Ah, pero no se trata del costo en sí, sino de que el Estado tenga que
asumir una buena parte de él, y más encima que de facilidades tributarias a las
empresas que hagan donaciones para cubrirlo. No hay que pensar mal, tratándose
del uso de platas fiscales todos estamos igualmente indignados por los despilfarros
de los que nos enteramos –no nos queda otra– por la prensa. Pero si acaso el
dinero destinado a los gastos de la visita papal hubiese sido mejor usado en
otras cosas o hubiese terminado quién sabe dónde, es un asunto distinto.
Tampoco se trata de sacar cálculos: si los muchos argentinos que vendrán a ver
al Papa dejarán ingresos equivalentes a los gastos, o si la presencia en los
medios internacionales que tendrá el país de alguna manera compensa los costos,
son cosas marginales. Es una cuestión de principio. No se trata aquí de recibir
a un jefe de Estado, como a tantos otros, porque este viaje es pastoral. Todo esto
ha llevado a algunos a preguntarse qué tan laico es el Estado de Chile. La
respuesta es sencilla en teoría, lo que es más complicado es la relación que
tiene un estado laico con una sociedad que es mayoritariamente creyente.
No basta con repetir la consigna de que el Estado ha de ser neutral frente
la religión. Por una parte, simplemente no se puede: la pretensión de neutralidad
frente a este tipo cosas, aunque sea uno los pilares de la modernidad liberal, es
ya un juicio sobre ellas. Además, la realidad es siempre más compleja de lo quisiéramos.
El Estado laico puede tratar a las religiones –sin tener una religión oficial–
como a cualquier otra iniciativa importante para los ciudadanos y promovida por
ellos: así como entrega dinero y reconocimiento a deportistas y a artistas –y
la distribución de recursos limitados siempre implica abandonar la neutralidad–
no habría razón para escandalizarse porque se entreguen recursos para la venida
del Papa. Pero la religión, sobre todo la religión católica, no es una
iniciativa más de la que participen los chilenos. La Iglesia estaba en el
territorio antes de la configuración actual del Estado y probablemente seguirá
estando después de que el Estado de Chile, tal como lo conocemos, desaparezca.

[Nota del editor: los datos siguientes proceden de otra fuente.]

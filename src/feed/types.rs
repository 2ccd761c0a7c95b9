//! Feed types for feedmill.

use std::fmt;

use chrono::{DateTime, Utc};
use serde::Deserialize;
use sha2::{Digest, Sha256};

/// Maximum length for a feed item description.
pub const MAX_DESCRIPTION_LENGTH: usize = 10000;

/// Crawler engine used to fetch and parse a channel's feed document.
#[derive(Debug, Clone, Copy, PartialEq, Eq, Hash, Default, Deserialize)]
#[serde(rename_all = "snake_case")]
pub enum CrawlerEngine {
    /// reqwest + feed-rs; auto-detects RSS, Atom and JSON Feed.
    #[default]
    FeedRs,
    /// reqwest + rss; strict RSS 2.0 channel reader.
    Rss,
}

impl CrawlerEngine {
    /// Stored integer code.
    pub fn code(self) -> i64 {
        match self {
            CrawlerEngine::FeedRs => 1,
            CrawlerEngine::Rss => 2,
        }
    }

    /// Decode a stored integer code.
    pub fn from_code(code: i64) -> Option<Self> {
        match code {
            1 => Some(CrawlerEngine::FeedRs),
            2 => Some(CrawlerEngine::Rss),
            _ => None,
        }
    }
}

impl fmt::Display for CrawlerEngine {
    fn fmt(&self, f: &mut fmt::Formatter<'_>) -> fmt::Result {
        match self {
            CrawlerEngine::FeedRs => write!(f, "feed_rs"),
            CrawlerEngine::Rss => write!(f, "rss"),
        }
    }
}

/// A registered feed source.
#[derive(Debug, Clone, PartialEq)]
pub struct Channel {
    /// Channel ID. Zero or negative marks a virtual channel.
    pub id: i64,
    /// Channel title.
    pub title: String,
    /// Feed URL.
    pub link: String,
    /// Channel description.
    pub description: String,
    /// Language code.
    pub language: String,
    /// Copyright notice.
    pub copyright: String,
    /// Image URL.
    pub image_url: String,
    /// Raw text of the feed's root descriptor.
    pub original_document: String,
    /// Crawler engine override; `None` uses the system default.
    pub crawler_engine: Option<CrawlerEngine>,
    /// Refresh interval in minutes; always positive when present.
    pub refresh_interval_minutes: Option<u32>,
    /// Last successful refresh.
    pub last_updated_date: Option<DateTime<Utc>>,
    /// Type discriminator.
    pub channel_type: Option<i32>,
    /// Whether the channel takes part in scheduling.
    pub is_active: bool,
    /// Whether the last cycle failed.
    pub is_error: bool,
    /// Diagnostic from the last failed cycle.
    pub error_message: String,
}

impl Channel {
    /// Create an ad-hoc channel that is never persisted.
    pub fn virtual_channel(link: impl Into<String>) -> Self {
        Self {
            id: 0,
            title: String::new(),
            link: link.into(),
            description: String::new(),
            language: String::new(),
            copyright: String::new(),
            image_url: String::new(),
            original_document: String::new(),
            crawler_engine: None,
            refresh_interval_minutes: None,
            last_updated_date: None,
            channel_type: None,
            is_active: false,
            is_error: false,
            error_message: String::new(),
        }
    }

    /// Whether this is a virtual (non-persisted) channel.
    pub fn is_virtual(&self) -> bool {
        super::normalize::is_virtual_channel(self.id)
    }
}

/// New channel for creation.
#[derive(Debug, Clone)]
pub struct NewChannel {
    /// Channel title.
    pub title: String,
    /// Feed URL.
    pub link: String,
    /// Channel description.
    pub description: String,
    /// Crawler engine override.
    pub crawler_engine: Option<CrawlerEngine>,
    /// Refresh interval in minutes.
    pub refresh_interval_minutes: Option<i32>,
    /// Type discriminator.
    pub channel_type: Option<i32>,
    /// Whether the channel is active.
    pub is_active: bool,
}

impl NewChannel {
    /// Create a new active channel.
    pub fn new(title: impl Into<String>, link: impl Into<String>) -> Self {
        Self {
            title: title.into(),
            link: link.into(),
            description: String::new(),
            crawler_engine: None,
            refresh_interval_minutes: None,
            channel_type: None,
            is_active: true,
        }
    }

    /// Set the description.
    pub fn with_description(mut self, description: impl Into<String>) -> Self {
        self.description = description.into();
        self
    }

    /// Set the crawler engine override.
    pub fn with_engine(mut self, engine: CrawlerEngine) -> Self {
        self.crawler_engine = Some(engine);
        self
    }

    /// Set the raw refresh interval (stored as given, normalized on read).
    pub fn with_refresh_interval(mut self, minutes: i32) -> Self {
        self.refresh_interval_minutes = Some(minutes);
        self
    }

    /// Mark the channel inactive.
    pub fn inactive(mut self) -> Self {
        self.is_active = false;
        self
    }
}

/// A persisted feed item.
#[derive(Debug, Clone, PartialEq)]
pub struct FeedItem {
    /// Item ID.
    pub id: i64,
    /// Owning channel.
    pub channel_id: i64,
    /// Dedup key, unique within the channel.
    pub feed_item_key: String,
    /// Item title.
    pub title: String,
    /// Link to the original article.
    pub link: String,
    /// Item description.
    pub description: String,
    /// Publishing date, never the zero value.
    pub publishing_date: DateTime<Utc>,
    /// Author name.
    pub author: String,
    /// Full content.
    pub content: String,
    /// Review flag.
    pub is_checked: bool,
    /// When the gateway stored the item.
    pub ingested_at: DateTime<Utc>,
}

/// New feed item for insertion.
#[derive(Debug, Clone)]
pub struct NewFeedItem {
    /// Owning channel.
    pub channel_id: i64,
    /// Dedup key.
    pub feed_item_key: String,
    /// Item title.
    pub title: String,
    /// Link to the original article.
    pub link: String,
    /// Item description.
    pub description: String,
    /// Publishing date; absent or zero is replaced at insert.
    pub publishing_date: Option<DateTime<Utc>>,
    /// Author name.
    pub author: String,
    /// Full content.
    pub content: String,
}

impl NewFeedItem {
    /// Create a new item.
    pub fn new(channel_id: i64, key: impl Into<String>, title: impl Into<String>) -> Self {
        Self {
            channel_id,
            feed_item_key: key.into(),
            title: title.into(),
            link: String::new(),
            description: String::new(),
            publishing_date: None,
            author: String::new(),
            content: String::new(),
        }
    }

    /// Build an item from a parsed entry.
    pub fn from_entry(channel_id: i64, entry: &ParsedEntry) -> Self {
        Self {
            channel_id,
            feed_item_key: entry.dedup_key(),
            title: entry.title.clone(),
            link: entry.link.clone().unwrap_or_default(),
            description: entry.description.clone().unwrap_or_default(),
            publishing_date: entry.published_at,
            author: entry.author.clone().unwrap_or_default(),
            content: entry.content.clone().unwrap_or_default(),
        }
    }

    /// Set the publishing date.
    pub fn with_publishing_date(mut self, date: DateTime<Utc>) -> Self {
        self.publishing_date = Some(date);
        self
    }
}

/// Result of inserting a feed item.
#[derive(Debug, Clone, Copy, PartialEq, Eq)]
pub enum InsertOutcome {
    /// The item was stored under this ID.
    Inserted(i64),
    /// The channel already had an item with the same key.
    Duplicate,
}

/// A blacklist entry.
#[derive(Debug, Clone, PartialEq, Eq)]
pub struct BlacklistItem {
    /// Referenced feed item.
    pub feed_item_id: i64,
    /// Title that matched.
    pub title: String,
}

impl BlacklistItem {
    /// Create a new blacklist entry.
    pub fn new(feed_item_id: i64, title: impl Into<String>) -> Self {
        Self {
            feed_item_id,
            title: title.into(),
        }
    }

    /// Whether the entry can be written: positive ID and a non-blank title.
    pub fn is_valid(&self) -> bool {
        self.feed_item_id > 0 && !self.title.trim().is_empty()
    }
}

impl From<&FeedItem> for BlacklistItem {
    fn from(item: &FeedItem) -> Self {
        Self::new(item.id, item.title.clone())
    }
}

/// Entry parsed by a crawler engine.
#[derive(Debug, Clone, Default, PartialEq)]
pub struct ParsedEntry {
    /// RSS guid or Atom id.
    pub guid: Option<String>,
    /// Entry title.
    pub title: String,
    /// Link to the original article.
    pub link: Option<String>,
    /// Description with HTML stripped.
    pub description: Option<String>,
    /// Author name.
    pub author: Option<String>,
    /// Full content.
    pub content: Option<String>,
    /// Publishing date.
    pub published_at: Option<DateTime<Utc>>,
}

impl ParsedEntry {
    /// Dedup key: the guid when present, otherwise a digest of link and title.
    pub fn dedup_key(&self) -> String {
        match self.guid.as_deref().map(str::trim) {
            Some(guid) if !guid.is_empty() => guid.to_string(),
            _ => {
                let mut hasher = Sha256::new();
                hasher.update(self.link.as_deref().unwrap_or_default().as_bytes());
                hasher.update(b"\n");
                hasher.update(self.title.as_bytes());
                format!("{:x}", hasher.finalize())
            }
        }
    }
}

#[cfg(test)]
mod tests {
    use super::*;

    #[test]
    fn test_engine_codes() {
        assert_eq!(CrawlerEngine::from_code(CrawlerEngine::FeedRs.code()), Some(CrawlerEngine::FeedRs));
        assert_eq!(CrawlerEngine::from_code(CrawlerEngine::Rss.code()), Some(CrawlerEngine::Rss));
        assert_eq!(CrawlerEngine::from_code(0), None);
        assert_eq!(CrawlerEngine::from_code(99), None);
    }

    #[test]
    fn test_engine_display() {
        assert_eq!(CrawlerEngine::FeedRs.to_string(), "feed_rs");
        assert_eq!(CrawlerEngine::Rss.to_string(), "rss");
    }

    #[test]
    fn test_virtual_channel() {
        let channel = Channel::virtual_channel("https://example.com/feed.xml");
        assert!(channel.is_virtual());
        assert_eq!(channel.link, "https://example.com/feed.xml");

        let negative = Channel { id: -3, ..channel.clone() };
        assert!(negative.is_virtual());

        let real = Channel { id: 1, ..channel };
        assert!(!real.is_virtual());
    }

    #[test]
    fn test_new_channel_builder() {
        let channel = NewChannel::new("News", "https://example.com/rss")
            .with_description("Daily news")
            .with_engine(CrawlerEngine::Rss)
            .with_refresh_interval(15)
            .inactive();
        assert_eq!(channel.title, "News");
        assert_eq!(channel.description, "Daily news");
        assert_eq!(channel.crawler_engine, Some(CrawlerEngine::Rss));
        assert_eq!(channel.refresh_interval_minutes, Some(15));
        assert!(!channel.is_active);
    }

    #[test]
    fn test_dedup_key_prefers_guid() {
        let entry = ParsedEntry {
            guid: Some("guid-1".to_string()),
            title: "Title".to_string(),
            ..Default::default()
        };
        assert_eq!(entry.dedup_key(), "guid-1");
    }

    #[test]
    fn test_dedup_key_falls_back_to_digest() {
        let entry = ParsedEntry {
            guid: Some("   ".to_string()),
            title: "Title".to_string(),
            link: Some("https://example.com/1".to_string()),
            ..Default::default()
        };
        let key = entry.dedup_key();
        assert_eq!(key.len(), 64);

        // Stable across calls, sensitive to the link
        assert_eq!(key, entry.dedup_key());
        let other = ParsedEntry {
            link: Some("https://example.com/2".to_string()),
            ..entry
        };
        assert_ne!(key, other.dedup_key());
    }

    #[test]
    fn test_new_feed_item_from_entry() {
        let entry = ParsedEntry {
            guid: Some("g".to_string()),
            title: "Article".to_string(),
            link: Some("https://example.com/a".to_string()),
            author: Some("Author".to_string()),
            ..Default::default()
        };
        let item = NewFeedItem::from_entry(5, &entry);
        assert_eq!(item.channel_id, 5);
        assert_eq!(item.feed_item_key, "g");
        assert_eq!(item.link, "https://example.com/a");
        assert_eq!(item.author, "Author");
        assert_eq!(item.description, "");
        assert!(item.publishing_date.is_none());
    }

    #[test]
    fn test_blacklist_item_validity() {
        assert!(BlacklistItem::new(1, "Spam").is_valid());
        assert!(!BlacklistItem::new(0, "Spam").is_valid());
        assert!(!BlacklistItem::new(-1, "Spam").is_valid());
        assert!(!BlacklistItem::new(1, "  ").is_valid());
        assert!(!BlacklistItem::new(1, "").is_valid());
    }
}
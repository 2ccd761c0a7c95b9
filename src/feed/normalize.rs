//! Defaulting rules applied to every entity read from or written to storage.

use chrono::{DateTime, Datelike, Utc};
use tracing::warn;

use super::types::CrawlerEngine;
use crate::datetime::is_zero_value;

/// Channel IDs at or below zero denote virtual, non-persisted channels.
pub fn is_virtual_channel(channel_id: i64) -> bool {
    channel_id <= 0
}

/// Non-positive or out-of-range stored intervals mean "use the system default".
pub fn normalize_refresh_interval(stored: Option<i64>) -> Option<u32> {
    stored
        .filter(|minutes| *minutes > 0)
        .and_then(|minutes| u32::try_from(minutes).ok())
}

/// Decode the stored crawler engine code once, at the storage boundary.
pub fn decode_engine(stored: Option<i64>) -> Option<CrawlerEngine> {
    let code = stored?;
    let engine = CrawlerEngine::from_code(code);
    if engine.is_none() {
        warn!("Unknown crawler engine code {}, using system default", code);
    }
    engine
}

/// Latest year whose timestamps keep the fixed-width storage form.
const MAX_STORED_YEAR: i32 = 9999;

/// Absent, zero-value or beyond-year-9999 publishing dates become the
/// ingestion time.
pub fn normalize_publishing_date(
    date: Option<DateTime<Utc>>,
    ingested_at: DateTime<Utc>,
) -> DateTime<Utc> {
    match date {
        Some(date) if !is_zero_value(&date) && date.year() <= MAX_STORED_YEAR => date,
        _ => ingested_at,
    }
}
//! Configuration module for feedmill.

use serde::Deserialize;
use std::path::Path;
use std::time::Duration;

use crate::feed::{CrawlerEngine, MAX_DESCRIPTION_LENGTH};
use crate::{FeedmillError, Result};

/// Database configuration.
#[derive(Debug, Clone, Deserialize)]
pub struct DatabaseConfig {
    /// Path to the SQLite database file.
    #[serde(default = "default_db_path")]
    pub path: String,
    /// Timeout in seconds for acquiring a connection and for busy waits.
    #[serde(default = "default_connection_timeout")]
    pub connection_timeout_secs: u64,
    /// Maximum number of pooled connections.
    #[serde(default = "default_max_connections")]
    pub max_connections: u32,
}

fn default_db_path() -> String {
    "data/feedmill.db".to_string()
}

fn default_connection_timeout() -> u64 {
    30
}

fn default_max_connections() -> u32 {
    5
}

impl Default for DatabaseConfig {
    fn default() -> Self {
        Self {
            path: default_db_path(),
            connection_timeout_secs: default_connection_timeout(),
            max_connections: default_max_connections(),
        }
    }
}

/// Logging configuration.
#[derive(Debug, Clone, Deserialize)]
pub struct LoggingConfig {
    /// Log level (trace, debug, info, warn, error).
    #[serde(default = "default_log_level")]
    pub level: String,
    /// Path to the log file.
    #[serde(default = "default_log_file")]
    pub file: String,
}

fn default_log_level() -> String {
    "info".to_string()
}

fn default_log_file() -> String {
    "logs/feedmill.log".to_string()
}

impl Default for LoggingConfig {
    fn default() -> Self {
        Self {
            level: default_log_level(),
            file: default_log_file(),
        }
    }
}

/// Synchronization configuration.
#[derive(Debug, Clone, Deserialize)]
pub struct SyncConfig {
    /// Whether the refresh loop runs.
    #[serde(default = "default_sync_enabled")]
    pub enabled: bool,
    /// How often the scheduler looks for due channels, in seconds.
    #[serde(default = "default_check_interval")]
    pub check_interval_secs: u64,
    /// Refresh interval for channels without their own, in minutes.
    #[serde(default = "default_refresh_interval")]
    pub default_refresh_interval_minutes: u32,
    /// Maximum number of channel cycles running at once.
    #[serde(default = "default_max_concurrency")]
    pub max_concurrency: usize,
    /// Upper bound for a single fetch, in seconds.
    #[serde(default = "default_fetch_timeout")]
    pub fetch_timeout_secs: u64,
    /// Connection timeout for feed requests, in seconds.
    #[serde(default = "default_connect_timeout")]
    pub connect_timeout_secs: u64,
    /// Maximum number of redirects.
    #[serde(default = "default_max_redirects")]
    pub max_redirects: usize,
    /// Maximum feed size in bytes.
    #[serde(default = "default_max_feed_size")]
    pub max_feed_size_bytes: u64,
    /// Maximum description length in characters.
    #[serde(default = "default_max_content_length")]
    pub max_content_length: usize,
    /// Maximum entries taken from one fetch.
    #[serde(default = "default_max_entries")]
    pub max_entries_per_fetch: usize,
    /// Crawler engine used when a channel has no override.
    #[serde(default)]
    pub default_engine: CrawlerEngine,
    /// Warm an in-memory key set per cycle instead of querying per entry.
    #[serde(default = "default_warm_dedup_cache")]
    pub warm_dedup_cache: bool,
    /// Allow feeds on loopback/private hosts.
    #[serde(default)]
    pub allow_private_hosts: bool,
}

fn default_sync_enabled() -> bool {
    true
}

fn default_check_interval() -> u64 {
    300 // 5 minutes
}

fn default_refresh_interval() -> u32 {
    60
}

fn default_max_concurrency() -> usize {
    4
}

fn default_fetch_timeout() -> u64 {
    30
}

fn default_connect_timeout() -> u64 {
    10
}

fn default_max_redirects() -> usize {
    5
}

fn default_max_feed_size() -> u64 {
    5 * 1024 * 1024 // 5MB
}

fn default_max_content_length() -> usize {
    MAX_DESCRIPTION_LENGTH
}

fn default_max_entries() -> usize {
    100
}

fn default_warm_dedup_cache() -> bool {
    true
}

impl SyncConfig {
    /// Default refresh interval as a duration.
    pub fn default_refresh_interval(&self) -> chrono::Duration {
        chrono::Duration::minutes(i64::from(self.default_refresh_interval_minutes))
    }

    /// Fetch timeout as a duration.
    pub fn fetch_timeout(&self) -> Duration {
        Duration::from_secs(self.fetch_timeout_secs)
    }
}

impl Default for SyncConfig {
    fn default() -> Self {
        Self {
            enabled: default_sync_enabled(),
            check_interval_secs: default_check_interval(),
            default_refresh_interval_minutes: default_refresh_interval(),
            max_concurrency: default_max_concurrency(),
            fetch_timeout_secs: default_fetch_timeout(),
            connect_timeout_secs: default_connect_timeout(),
            max_redirects: default_max_redirects(),
            max_feed_size_bytes: default_max_feed_size(),
            max_content_length: default_max_content_length(),
            max_entries_per_fetch: default_max_entries(),
            default_engine: CrawlerEngine::default(),
            warm_dedup_cache: default_warm_dedup_cache(),
            allow_private_hosts: false,
        }
    }
}

/// Blacklist configuration.
#[derive(Debug, Clone, Default, Deserialize)]
pub struct BlacklistConfig {
    /// Title patterns (case-insensitive substring match).
    #[serde(default)]
    pub patterns: Vec<String>,
    /// Delete matching items instead of flagging them.
    #[serde(default)]
    pub delete_on_match: bool,
}

/// Retention configuration.
#[derive(Debug, Clone, Deserialize)]
pub struct RetentionConfig {
    /// Whether the sweeper runs.
    #[serde(default = "default_retention_enabled")]
    pub enabled: bool,
    /// Sweep interval in seconds.
    #[serde(default = "default_sweep_interval")]
    pub sweep_interval_secs: u64,
    /// Checked items older than this are purged.
    #[serde(default = "default_max_age_days")]
    pub max_age_days: u32,
    /// Checked items beyond the newest N per channel are purged.
    #[serde(default = "default_max_items_per_channel")]
    pub max_items_per_channel: u32,
}

fn default_retention_enabled() -> bool {
    true
}

fn default_sweep_interval() -> u64 {
    86400 // daily
}

/// Upper bound accepted for `retention.max_age_days` (about a century).
pub const MAX_RETENTION_AGE_DAYS: u32 = 36_500;

fn default_max_age_days() -> u32 {
    30
}

fn default_max_items_per_channel() -> u32 {
    1000
}

impl Default for RetentionConfig {
    fn default() -> Self {
        Self {
            enabled: default_retention_enabled(),
            sweep_interval_secs: default_sweep_interval(),
            max_age_days: default_max_age_days(),
            max_items_per_channel: default_max_items_per_channel(),
        }
    }
}

/// Main configuration structure.
#[derive(Debug, Clone, Deserialize, Default)]
pub struct Config {
    /// Database configuration.
    #[serde(default)]
    pub database: DatabaseConfig,
    /// Logging configuration.
    #[serde(default)]
    pub logging: LoggingConfig,
    /// Synchronization configuration.
    #[serde(default)]
    pub sync: SyncConfig,
    /// Blacklist rules.
    #[serde(default)]
    pub blacklist: BlacklistConfig,
    /// Retention policy.
    #[serde(default)]
    pub retention: RetentionConfig,
}

impl Config {
    /// Load configuration from a TOML file.
    pub fn load<P: AsRef<Path>>(path: P) -> Result<Self> {
        let content = std::fs::read_to_string(path.as_ref()).map_err(FeedmillError::Io)?;
        Self::parse(&content)
    }

    /// Load configuration from a TOML file and apply environment variable overrides.
    pub fn load_with_env<P: AsRef<Path>>(path: P) -> Result<Self> {
        let mut config = Self::load(path)?;
        config.apply_env_overrides();
        Ok(config)
    }

    /// Parse configuration from a TOML string.
    pub fn parse(s: &str) -> Result<Self> {
        toml::from_str(s).map_err(|e| FeedmillError::Config(format!("config parse error: {e}")))
    }

    /// Apply environment variable overrides to the configuration.
    ///
    /// Supported environment variables:
    /// - `FEEDMILL_DATABASE_PATH`: Override the database path
    /// - `FEEDMILL_LOG_LEVEL`: Override the log level
    pub fn apply_env_overrides(&mut self) {
        if let Ok(path) = std::env::var("FEEDMILL_DATABASE_PATH") {
            if !path.is_empty() {
                self.database.path = path;
            }
        }
        if let Ok(level) = std::env::var("FEEDMILL_LOG_LEVEL") {
            if !level.is_empty() {
                self.logging.level = level;
            }
        }
    }

    /// Validate the configuration.
    pub fn validate(&self) -> Result<()> {
        if self.sync.max_concurrency == 0 {
            return Err(FeedmillError::Config(
                "sync.max_concurrency must be at least 1".to_string(),
            ));
        }
        if self.sync.fetch_timeout_secs == 0 {
            return Err(FeedmillError::Config(
                "sync.fetch_timeout_secs must be positive".to_string(),
            ));
        }
        if self.sync.default_refresh_interval_minutes == 0 {
            return Err(FeedmillError::Config(
                "sync.default_refresh_interval_minutes must be positive".to_string(),
            ));
        }
        if self.sync.check_interval_secs == 0 || self.retention.sweep_interval_secs == 0 {
            return Err(FeedmillError::Config(
                "loop intervals must be positive".to_string(),
            ));
        }
        if self.retention.max_age_days > MAX_RETENTION_AGE_DAYS {
            return Err(FeedmillError::Config(format!(
                "retention.max_age_days must be at most {MAX_RETENTION_AGE_DAYS}"
            )));
        }
        if self.database.max_connections == 0 {
            return Err(FeedmillError::Config(
                "database.max_connections must be at least 1".to_string(),
            ));
        }
        Ok(())
    }
}
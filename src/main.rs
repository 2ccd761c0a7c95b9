use std::sync::Arc;

use tracing::{error, info};

use feedmill::feed::{CrawlerRegistry, GatewaySettings, RetentionPolicy, SqliteGateway};
use feedmill::sync::{start_retention_sweeper, start_sync_updater};
use feedmill::{BlacklistFilter, ChannelScheduler, Config, Database, IngestSettings, Ingestor};

#[tokio::main]
async fn main() {
    let config_path = std::env::args()
        .nth(1)
        .unwrap_or_else(|| "config.toml".to_string());

    // Load configuration
    let config = match Config::load_with_env(&config_path) {
        Ok(config) => config,
        Err(e) => {
            eprintln!("Failed to load {config_path}: {e}");
            eprintln!("Using default configuration.");
            let mut config = Config::default();
            config.apply_env_overrides();
            config
        }
    };

    // Initialize logging
    if let Err(e) = feedmill::logging::init(&config.logging) {
        eprintln!("Failed to initialize logging: {e}");
        // Fall back to console-only logging
        feedmill::logging::init_console_only(&config.logging.level);
    }

    info!("feedmill {}", env!("CARGO_PKG_VERSION"));

    if let Err(e) = run(config).await {
        error!("{e}");
        std::process::exit(1);
    }
}

async fn run(config: Config) -> feedmill::Result<()> {
    config.validate()?;

    let db = Database::open(&config.database).await?;
    let gateway = Arc::new(SqliteGateway::new(
        db.pool().clone(),
        GatewaySettings {
            retention: RetentionPolicy::from(&config.retention),
        },
    ));

    let mut tasks = Vec::new();

    if config.sync.enabled {
        let ingestor = Ingestor::new(
            gateway.clone(),
            CrawlerRegistry::from_config(&config.sync)?,
            BlacklistFilter::from_config(&config.blacklist),
            ChannelScheduler::new(config.sync.default_refresh_interval()),
            IngestSettings::from(&config.sync),
        );
        tasks.push(start_sync_updater(ingestor, config.sync.check_interval_secs));
    } else {
        info!("Sync updater disabled");
    }

    if config.retention.enabled {
        tasks.push(start_retention_sweeper(
            gateway,
            config.retention.sweep_interval_secs,
        ));
    } else {
        info!("Retention sweeper disabled");
    }

    if tasks.is_empty() {
        info!("Nothing to run, exiting");
        return Ok(());
    }

    tokio::signal::ctrl_c().await?;
    info!("Shutting down");
    for task in tasks {
        task.abort();
    }
    db.pool().close().await;

    Ok(())
}
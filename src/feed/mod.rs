//! Feed module for feedmill.
//!
//! This module provides the channel and feed item model, the storage gateway
//! and the crawler engines that fetch feed documents.

pub mod crawler;
pub mod fetcher;
pub mod gateway;
pub mod normalize;
mod types;

pub use crawler::{CrawlerRegistry, FeedCrawler, FeedRsCrawler, RssCrawler};
pub use fetcher::{validate_url, Downloader, FetchSettings};
pub use gateway::{GatewaySettings, RetentionPolicy, SqliteGateway, StorageGateway};
pub use types::{
    BlacklistItem, Channel, CrawlerEngine, FeedItem, InsertOutcome, NewChannel, NewFeedItem,
    ParsedEntry, MAX_DESCRIPTION_LENGTH,
};
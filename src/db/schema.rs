//! Database schema and migrations for feedmill.
//!
//! Migrations are applied sequentially when the database is first opened or
//! upgraded.

/// Database migrations.
///
/// Each migration is a SQL script executed in order. The schema_version table
/// tracks which migrations have been applied.
pub const MIGRATIONS: &[&str] = &[
    // v1: Channels registry
    r#"
CREATE TABLE channels (
    id                    INTEGER PRIMARY KEY AUTOINCREMENT,
    title                 TEXT NOT NULL DEFAULT '',
    link                  TEXT NOT NULL DEFAULT '',
    description           TEXT NOT NULL DEFAULT '',
    language              TEXT NOT NULL DEFAULT '',
    copyright             TEXT NOT NULL DEFAULT '',
    image_url             TEXT NOT NULL DEFAULT '',
    original_document     TEXT NOT NULL DEFAULT '',
    crawler_engine        INTEGER,                   -- NULL = system default
    refresh_time_minutes  INTEGER,                   -- NULL or <= 0 = system default
    last_updated_date     TEXT,
    channel_type          INTEGER,
    is_active             INTEGER NOT NULL DEFAULT 1,
    is_error              INTEGER NOT NULL DEFAULT 0,
    error_message         TEXT NOT NULL DEFAULT '',
    created_at            TEXT NOT NULL DEFAULT (datetime('now'))
);

CREATE INDEX idx_channels_is_active ON channels(is_active);
"#,
    // v2: Feed items, dedup key unique per channel
    r#"
CREATE TABLE feed_items (
    id               INTEGER PRIMARY KEY AUTOINCREMENT,
    channel_id       INTEGER NOT NULL REFERENCES channels(id) ON DELETE CASCADE,
    feed_item_key    TEXT NOT NULL,
    title            TEXT NOT NULL DEFAULT '',
    link             TEXT NOT NULL DEFAULT '',
    description      TEXT NOT NULL DEFAULT '',
    publishing_date  TEXT NOT NULL,
    author           TEXT NOT NULL DEFAULT '',
    content          TEXT NOT NULL DEFAULT '',
    is_checked       INTEGER NOT NULL DEFAULT 0,
    ingested_at      TEXT NOT NULL,
    UNIQUE (channel_id, feed_item_key)
);

CREATE INDEX idx_feed_items_channel_id ON feed_items(channel_id);
CREATE INDEX idx_feed_items_is_checked ON feed_items(is_checked);
"#,
    // v3: Blacklist entries (logical reference to feed_items, no FK)
    r#"
CREATE TABLE blacklist_items (
    id            INTEGER PRIMARY KEY AUTOINCREMENT,
    feed_item_id  INTEGER NOT NULL,
    title         TEXT NOT NULL,
    created_at    TEXT NOT NULL DEFAULT (datetime('now'))
);

CREATE INDEX idx_blacklist_items_feed_item_id ON blacklist_items(feed_item_id);
"#,
];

No tiene simplemente un valor patrimonial y una presencia histórica, sino que
ha configurado la cultura y la sociedad a un nivel que es difícil de reconocer,
simplemente por lo habitual: es cosa de considerar el descanso dominical, los
nombres que usamos, la celebración de fiestas como la Navidad, etc. Incluso la
misma distinción entre lo religioso y lo político es una idea cristiana. Todo
esto puede afirmarse o rechazarse, sin imponerse, pero no tan sencillo
permanecer simplemente neutral.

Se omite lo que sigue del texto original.